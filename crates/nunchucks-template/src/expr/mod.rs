//! The expression language used inside `{{ }}` and tag arguments.
//!
//! [`Expression`] is parsed once when a template is parsed and evaluated on
//! every render. Parsing never fails: text the grammar rejects is kept and
//! resolved at render time as a literal or a variable path, which lets
//! forms such as `{{ user.first-name }}` still find a context key.

pub mod ast;
pub mod eval;
pub mod lexer;
pub mod parser;

use nunchucks_core::error::{NunchucksError, NunchucksResult};

pub use ast::{Expr, FilterCall};
pub use eval::{EvalContext, Invoker, NativeInvoker};
pub use parser::{parse_filter_chain, parse_macro_signature, Param};

use crate::value::Value;

/// A parsed expression together with its source text.
#[derive(Debug, Clone, PartialEq)]
pub struct Expression {
    source: String,
    ast: Option<Expr>,
}

impl Expression {
    /// Parses `src`. Syntax errors are recorded, not returned.
    pub fn parse(src: &str) -> Self {
        let source = src.trim().to_string();
        let ast = match parser::parse_expression(&source) {
            Ok(ast) => Some(ast),
            Err(reason) => {
                tracing::trace!(expr = %source, %reason, "expression kept for fallback lookup");
                None
            }
        };
        Self { source, ast }
    }

    /// The trimmed source text.
    pub fn source(&self) -> &str {
        &self.source
    }

    /// The syntax tree, if the source parsed.
    pub const fn ast(&self) -> Option<&Expr> {
        self.ast.as_ref()
    }

    /// Evaluates the expression.
    ///
    /// If the source did not parse, or evaluation hit an expression error
    /// such as calling a non-callable, the whole source is read as a
    /// literal, then as a variable path, and yields [`Value::Missing`] if
    /// neither applies.
    ///
    /// # Errors
    ///
    /// Propagates errors raised by invoked macros.
    pub fn evaluate(&self, cx: &EvalContext<'_>) -> NunchucksResult<Value> {
        if let Some(ast) = &self.ast {
            match eval::evaluate(ast, cx) {
                Err(NunchucksError::ExpressionError(reason)) => {
                    tracing::trace!(expr = %self.source, %reason, "expression fell back");
                }
                other => return other,
            }
        }
        Ok(parse_literal(&self.source).unwrap_or_else(|| cx.scope.resolve(&self.source)))
    }
}

/// Reads a lone literal: an empty string, a quoted string (raw, without
/// escape processing), `true`/`false`, `null`/`nil`, or a number.
pub fn parse_literal(text: &str) -> Option<Value> {
    let s = text.trim();
    if s.is_empty() {
        return Some(Value::String(String::new()));
    }
    let bytes = s.as_bytes();
    if s.len() >= 2 {
        let (first, last) = (bytes[0], bytes[s.len() - 1]);
        if (first == b'"' || first == b'\'') && first == last {
            return Some(Value::String(s[1..s.len() - 1].to_string()));
        }
    }
    match s {
        "true" => return Some(Value::Bool(true)),
        "false" => return Some(Value::Bool(false)),
        "null" | "nil" => return Some(Value::Null),
        _ => {}
    }
    if let Ok(i) = s.parse::<i64>() {
        return Some(Value::from(i));
    }
    s.parse::<f64>()
        .ok()
        .filter(|f| f.is_finite())
        .map(Value::Number)
}

#[cfg(test)]
mod tests {
    use super::*;
    use crate::context::Scope;
    use crate::filters::FilterRegistry;
    use crate::value::Map;
    use std::sync::Arc;

    fn eval_with(src: &str, vars: &[(&str, Value)]) -> Value {
        let map: Map = vars.iter().map(|(k, v)| ((*k).to_string(), v.clone())).collect();
        let scope = Scope::new(Arc::new(map));
        let filters = FilterRegistry::with_builtins();
        let cx = EvalContext::new(&scope, &filters, &NativeInvoker);
        Expression::parse(src).evaluate(&cx).unwrap()
    }

    #[test]
    fn test_parse_literal() {
        assert_eq!(parse_literal(""), Some(Value::from("")));
        assert_eq!(parse_literal("'a\\nb'"), Some(Value::from("a\\nb")));
        assert_eq!(parse_literal("true"), Some(Value::Bool(true)));
        assert_eq!(parse_literal("nil"), Some(Value::Null));
        assert_eq!(parse_literal(" 42 "), Some(Value::from(42)));
        assert_eq!(parse_literal("-1.5"), Some(Value::Number(-1.5)));
        assert_eq!(parse_literal("user"), None);
        assert_eq!(parse_literal("inf"), None);
    }

    #[test]
    fn test_invalid_syntax_falls_back_to_path() {
        let expr = Expression::parse("first-name.x y");
        assert!(expr.ast().is_none());
        assert_eq!(eval_with("first-name.x y", &[]), Value::Missing);
        assert_eq!(
            eval_with("odd key", &[("odd key", Value::from("found"))]),
            Value::from("found")
        );
    }

    #[test]
    fn test_call_error_falls_back() {
        assert_eq!(eval_with("name()", &[("name", Value::from("x"))]), Value::Missing);
        assert_eq!(
            eval_with("name()", &[("name()", Value::from("literal key"))]),
            Value::from("literal key")
        );
    }

    #[test]
    fn test_valid_expression() {
        let expr = Expression::parse("  a + 1 ");
        assert_eq!(expr.source(), "a + 1");
        assert_eq!(eval_with("a + 1", &[("a", Value::from(2))]), Value::from(3));
    }
}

#### Work to be completed
If a line in the entries holds the string "NunchucksResult", count it, then state the total and nothing more.

#### Your response
2